“But now even more the report about him went abroad,
and great crowds gathered to hear him and to be healed of their infirmities.
But he would withdraw to desolate places and pray.”
Luke 4:15-16 (ESV)
Jesus, Immanuel, God incarnate, God clothed with flesh, went to desolate places to pray just as the crowds were becoming large in response to his healing and teaching ministry.
Astounding when you think of it. It has always been a “head-scratcher” to me, one of those burn-out-some-synaptic-pathways-in-my-brain kind of reflections to think about God the Son communing in prayer with God the Father. Stunning.
But here’s the personal kicker that I draw from these verses. If Jesus, my Savior, felt this need, I need to cultivate the same need by the same process, myself.
A personal story: As our church grew, from 4 to 40 to 100 to 150, to 200 to 300 and then to 400 and 500 and crossed the 600 threshold, it was important for me to carve out more time for prayer. During our first decade, when the church was going through that particular growth spurt, we also planted six other churches, giving away 3, 5, 40, 10, 8 and 119 people to seed those churches with leaders and resource. And with each, we supported them with what dollars and other resources and counsel we could at the time.

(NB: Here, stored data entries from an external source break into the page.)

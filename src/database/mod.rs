pub mod schema;

use crate::error::AppError;
use rusqlite::Connection;
use std::path::Path;

/// Opens the product store at `db_path` and brings the schema up to date
pub fn init_database(db_path: &Path) -> Result<Connection, AppError> {
    // Make sure the directory exists
    if let Some(parent) = db_path.parent() {
        std::fs::create_dir_all(parent)?;
    }

    let conn = Connection::open(db_path)?;
    schema::init_schema(&conn)?;
    log::debug!("Database ready at {:?}", db_path);

    Ok(conn)
}

/// Fresh store in memory, used by the test modules
#[cfg(test)]
pub fn open_in_memory() -> Connection {
    let conn = Connection::open_in_memory().unwrap();
    schema::init_schema(&conn).unwrap();
    conn
}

We did what we could in each situation. We made a lot of mistakes, but by the grace of God, 6 of those 7 churches (counting the mother church) continue to this day and have viable gospel ministries in their communities. Lost people are being found, found people are being discipled and discipled people continue to be sent into the world to change it for the glory of God.
But as the mother church grew (and as we gave talented, godly people away), ministry got more complicated. There were still more people to reach, more people to care for, more people to disciple, more problems to fix, more gaps to fill. At times, it could get overwhelming.
During all that time, based on the passages like this and the wise counsel of some spiritual mentors, I maintained the following disciplines and I commend them to you:
Take a day a month and devote it to prayer. No work but the work of prayer.
Carve out time for 2-4, two day (minimum), “get-away-from-everything prayer retreats” a year.
Recruit some prayer warriors to pray for your walk with God and marriage. (Keep those two relationships healthy and everything else will be fine.)
Be brutally honest with God in your prayer times.
Pray out loud.
I’m praying for you.
One thought on “Withdrawing to Desolate Places”
I can commune “in prayer with God the Father” also. Even more stunning. No wonder Jesus said you must be born again. Only God could produce the life we need to commune with Him in prayer.